Ukraine claimed on Friday to have orchestrated attacks on a Russian railway line in Siberia, thousands of kilometers away from the frontline in eastern Ukraine.
Russian authorities have reported several attacks on the country's transport infrastructure since it launched its invasion of Ukraine last year, often blaming Kyiv.
"The Russians have fallen into the [Ukrainian military intelligence] SBU's trap twice — another fuel train has exploded on the Baikal-Amur railway," a source in Ukrainian law enforcement agencies told AFP.
The source said the alleged attack on Friday was a follow-up to an explosion on Wednesday night involving a train passing through the remote Siberian republic of Buryatia.
There was no immediate response from the Russian side to the latest incident, but Moscow confirmed a train crew earlier this week had spotted smoke in a fuel tank and called firefighters to the scene.
On Friday, the Russian business daily Kommersant, citing multiple sources familiar with the matter, said that investigators had opened a criminal probe into Wednesday's incident and that the fire on the train was likely caused by an unidentified explosive device.
"Russian special services should get used to the fact that our people are everywhere.
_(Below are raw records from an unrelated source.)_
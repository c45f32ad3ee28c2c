//! # Price Harness CLI (`prh`)
//!
//! The `prh` binary ingests supermarket price lists into a local catalog and
//! compares shopping lists against it, either directly or through the HTTP
//! server.
//!
//! ## Usage
//!
//! ```bash
//! prh --config ./config/prh.toml <command>
//! ```
//!
//! ## Commands
//!
//! | Command | Description |
//! |---------|-------------|
//! | `prh init` | Create the SQLite database and run schema migrations |
//! | `prh ingest <file> --supermarket <id>` | Extract a price list and merge it into the catalog |
//! | `prh compare [list.json] --item NAME[:QTY[:BRAND]]` | Compare a shopping list across supermarkets |
//! | `prh supermarkets` | List known supermarkets |
//! | `prh products <id>` | List one supermarket's catalog |
//! | `prh serve` | Start the HTTP API server |
//!
//! ## Examples
//!
//! ```bash
//! prh init --config ./config/prh.toml
//! prh ingest ./flyers/bompreco.pdf --supermarket bompreco
//! prh compare --item "Arroz Tipo 1:2" --item "Feijão Carioca"
//! RUST_LOG=price_harness=debug prh compare list.json --json
//! ```

use clap::{Parser, Subcommand};
use std::path::PathBuf;
use tracing_subscriber::EnvFilter;

use price_harness::{compare_cmd, config, ingest, migrate, server};

/// Price Harness CLI: supermarket price-list ingestion and shopping-list
/// comparison.
///
/// All commands accept a `--config` flag pointing to a TOML configuration
/// file. See `config/prh.example.toml` for a full example.
#[derive(Parser)]
#[command(
    name = "prh",
    about = "Price Harness — supermarket price catalog and shopping-list comparison",
    version,
    long_about = "Price Harness extracts (product, price, promotion) entries from supermarket \
    price lists (text, CSV, PDF, XLSX), keeps the latest price per product and supermarket, \
    and compares shopping lists across supermarkets via a CLI and an HTTP API."
)]
struct Cli {
    /// Path to configuration file (TOML).
    #[arg(long, global = true, default_value = "./config/prh.toml")]
    config: PathBuf,

    #[command(subcommand)]
    command: Commands,
}

/// Top-level CLI commands.
#[derive(Subcommand)]
enum Commands {
    /// Initialize the database schema.
    ///
    /// Creates the SQLite database file and the `prices` table. Running it
    /// more than once is safe.
    Init,

    /// Extract a price-list document and merge it into the catalog.
    ///
    /// The document is parsed best-effort: lines that do not yield a
    /// product and a price are counted as skipped. Nothing is written if
    /// the document cannot be decoded.
    Ingest {
        /// Price-list file (.txt, .csv, .pdf, .xlsx).
        file: PathBuf,

        /// Supermarket identifier the prices belong to.
        #[arg(long)]
        supermarket: String,

        /// Override the content type inferred from the file extension.
        #[arg(long)]
        content_type: Option<String>,
    },

    /// Compare a shopping list across all known supermarkets.
    Compare {
        /// JSON file holding an array of `{name, quantity, brand}` items.
        list: Option<PathBuf>,

        /// Add an item as `NAME[:QTY[:BRAND]]` (repeatable).
        #[arg(long = "item", value_parser = compare_cmd::parse_item)]
        items: Vec<price_harness::models::ShoppingItem>,

        /// Print the comparison as JSON.
        #[arg(long)]
        json: bool,
    },

    /// List known supermarkets.
    Supermarkets,

    /// List the catalog of one supermarket.
    Products {
        supermarket: String,

        /// Print the listing as JSON.
        #[arg(long)]
        json: bool,
    },

    /// Start the HTTP API server.
    ///
    /// Binds to the address configured in `[server].bind`.
    Serve,
}

#[tokio::main]
async fn main() -> anyhow::Result<()> {
    tracing_subscriber::fmt()
        .with_env_filter(
            EnvFilter::try_from_default_env().unwrap_or_else(|_| EnvFilter::new("info")),
        )
        .with_writer(std::io::stderr)
        .init();

    let cli = Cli::parse();
    let cfg = config::load_config(&cli.config)?;

    match cli.command {
        Commands::Init => {
            migrate::run_migrations(&cfg).await?;
            println!("Database initialized successfully.");
        }
        Commands::Ingest {
            file,
            supermarket,
            content_type,
        } => {
            ingest::run_ingest(&cfg, &file, &supermarket, content_type.as_deref()).await?;
        }
        Commands::Compare { list, items, json } => {
            compare_cmd::run_compare(&cfg, list.as_deref(), items, json).await?;
        }
        Commands::Supermarkets => {
            compare_cmd::run_supermarkets(&cfg).await?;
        }
        Commands::Products { supermarket, json } => {
            compare_cmd::run_products(&cfg, &supermarket, json).await?;
        }
        Commands::Serve => {
            server::run_server(&cfg).await?;
        }
    }

    Ok(())
}
//! Shopping-item to catalog matching.
//!
//! For every known supermarket the matcher tries, in order:
//!
//! 1. **Exact**: a record whose normalized key equals the item's key
//!    (brand included when the item has one).
//! 2. **Fuzzy**: the candidate with the highest Jaccard token overlap,
//!    accepted when the score reaches the configured threshold. Ties go to
//!    the cheaper record, then to the smaller key.
//!
//! An exact hit never competes with fuzzy candidates, so a brand-qualified
//! exact record wins even over a cheaper, closely scored fallback.

use std::cmp::Ordering;
use std::collections::BTreeMap;

use anyhow::Result;
use tracing::debug;

use crate::models::{MatchKind, PriceRecord, ShoppingItem};
use crate::normalize::{jaccard, normalize, tokens};
use crate::store::CatalogStore;

/// Default minimum Jaccard score for a fuzzy match.
pub const DEFAULT_FUZZY_THRESHOLD: f64 = 0.5;

/// A catalog record chosen for a shopping item.
#[derive(Debug, Clone)]
pub struct Match {
    pub record: PriceRecord,
    pub kind: MatchKind,
    /// `1.0` for exact matches, the Jaccard score otherwise.
    pub score: f64,
}

/// Matches `item` against every known supermarket.
///
/// The map holds one entry per supermarket (ascending), `None` where
/// nothing cleared the threshold.
pub async fn match_item(
    store: &dyn CatalogStore,
    item: &ShoppingItem,
    threshold: f64,
) -> Result<BTreeMap<String, Option<Match>>> {
    let supermarkets = store.supermarkets().await?;
    let key = normalize(&item.name, item.brand.as_deref());

    let mut out = BTreeMap::new();
    if key.is_empty() {
        debug!(item = %item.name, "empty normalized key, nothing can match");
        for sm in supermarkets {
            out.insert(sm, None);
        }
        return Ok(out);
    }

    let wanted = tokens(&key);
    for sm in supermarkets {
        if let Some(record) = store.lookup(&sm, &key).await? {
            out.insert(
                sm,
                Some(Match {
                    record,
                    kind: MatchKind::Exact,
                    score: 1.0,
                }),
            );
            continue;
        }

        let best = store
            .candidates_for(&sm, &wanted)
            .await?
            .into_iter()
            .map(|record| {
                let score = jaccard(&wanted, &tokens(&record.normalized_key));
                (score, record)
            })
            .filter(|(score, _)| *score >= threshold)
            .min_by(|(sa, ra), (sb, rb)| rank_fallback(*sa, ra, *sb, rb));

        if let Some((score, record)) = &best {
            debug!(
                item = %item.name,
                supermarket = %sm,
                matched = %record.normalized_key,
                score,
                "fuzzy match"
            );
        }
        out.insert(
            sm,
            best.map(|(score, record)| Match {
                record,
                kind: MatchKind::Fuzzy,
                score,
            }),
        );
    }

    Ok(out)
}

/// Orders fallback candidates best-first: higher score, lower price,
/// smaller key.
fn rank_fallback(sa: f64, a: &PriceRecord, sb: f64, b: &PriceRecord) -> Ordering {
    sb.total_cmp(&sa)
        .then_with(|| a.price.cmp(&b.price))
        .then_with(|| a.normalized_key.cmp(&b.normalized_key))
}

#[cfg(test)]
mod tests {
    use super::*;
    use crate::store::InMemoryStore;
    use chrono::Utc;

    fn record(supermarket: &str, name: &str, brand: Option<&str>, price: i64) -> PriceRecord {
        PriceRecord {
            supermarket: supermarket.to_string(),
            normalized_key: normalize(name, brand),
            display_name: name.to_string(),
            price,
            promotion: false,
            category: "outros".to_string(),
            observed_at: Utc::now(),
        }
    }

    async fn store_with(records: Vec<PriceRecord>) -> InMemoryStore {
        let store = InMemoryStore::new();
        store.upsert_batch(&records).await.unwrap();
        store
    }

    #[tokio::test]
    async fn exact_match_across_supermarkets() {
        let store = store_with(vec![
            record("A", "Arroz Tipo 1 5kg", None, 2_490),
            record("B", "ARROZ TIPO 1 - 5 KG", None, 2_390),
        ])
        .await;

        let matches = match_item(&store, &ShoppingItem::new("arroz tipo 1", 1), 0.5)
            .await
            .unwrap();
        assert_eq!(matches.len(), 2);
        for m in matches.values() {
            let m = m.as_ref().unwrap();
            assert_eq!(m.kind, MatchKind::Exact);
            assert_eq!(m.score, 1.0);
        }
    }

    #[tokio::test]
    async fn fuzzy_fallback_respects_threshold() {
        let store = store_with(vec![
            record("A", "Arroz Branco Tipo 1", None, 2_490),
            record("B", "Feijão Carioca", None, 799),
        ])
        .await;

        let item = ShoppingItem::new("Arroz Tipo 1", 1);
        let matches = match_item(&store, &item, 0.5).await.unwrap();
        let a = matches["A"].as_ref().unwrap();
        assert_eq!(a.kind, MatchKind::Fuzzy);
        assert!((a.score - 0.75).abs() < 1e-9);
        assert!(matches["B"].is_none());

        let strict = match_item(&store, &item, 0.8).await.unwrap();
        assert!(strict["A"].is_none());
    }

    #[tokio::test]
    async fn fallback_ties_prefer_cheaper_then_smaller_key() {
        let store = store_with(vec![
            record("A", "Leite Integral Itambé", None, 529),
            record("A", "Leite Integral Piracanjuba", None, 499),
            record("A", "Leite Integral Elegê", None, 499),
        ])
        .await;

        let matches = match_item(&store, &ShoppingItem::new("Leite Integral", 1), 0.5)
            .await
            .unwrap();
        let m = matches["A"].as_ref().unwrap();
        assert_eq!(m.record.price, 499);
        assert_eq!(m.record.normalized_key.as_str(), "leite integral elege");
    }

    #[tokio::test]
    async fn brand_qualified_exact_beats_cheaper_fallback() {
        let name = "Arroz Agulhinha Tipo 1 Longo Fino Polido Branco Especial";
        let store = store_with(vec![
            record("A", name, Some("Camil"), 200),
            record("A", name, None, 150),
        ])
        .await;

        let item = ShoppingItem::new(name, 1).with_brand("Camil");
        let generic_score = jaccard(
            &tokens(&normalize(name, Some("Camil"))),
            &tokens(&normalize(name, None)),
        );
        assert!((generic_score - 0.9).abs() < 1e-9);

        let matches = match_item(&store, &item, 0.5).await.unwrap();
        let m = matches["A"].as_ref().unwrap();
        assert_eq!(m.kind, MatchKind::Exact);
        assert_eq!(m.record.price, 200);
    }

    #[tokio::test]
    async fn empty_key_never_matches() {
        let store = store_with(vec![record("A", "Arroz", None, 500)]).await;
        let matches = match_item(&store, &ShoppingItem::new("500 g", 1), 0.5)
            .await
            .unwrap();
        assert_eq!(matches.len(), 1);
        assert!(matches["A"].is_none());
    }
}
Even in distant Buryatia," the anonymous Ukrainian source told AFP.
The source added that the second attack had targeted an alternative train route along the same railway, over the Chortov Bridge, which is also in the republic of Buryatia.
"This is exactly what the SBU was counting on — as the train was passing over this high 35-meter bridge, the explosive devices planted in it detonated."
The Baikal–Amur railway is over 4,000 kilometers long and runs adjacent to the borders of China and Mongolia.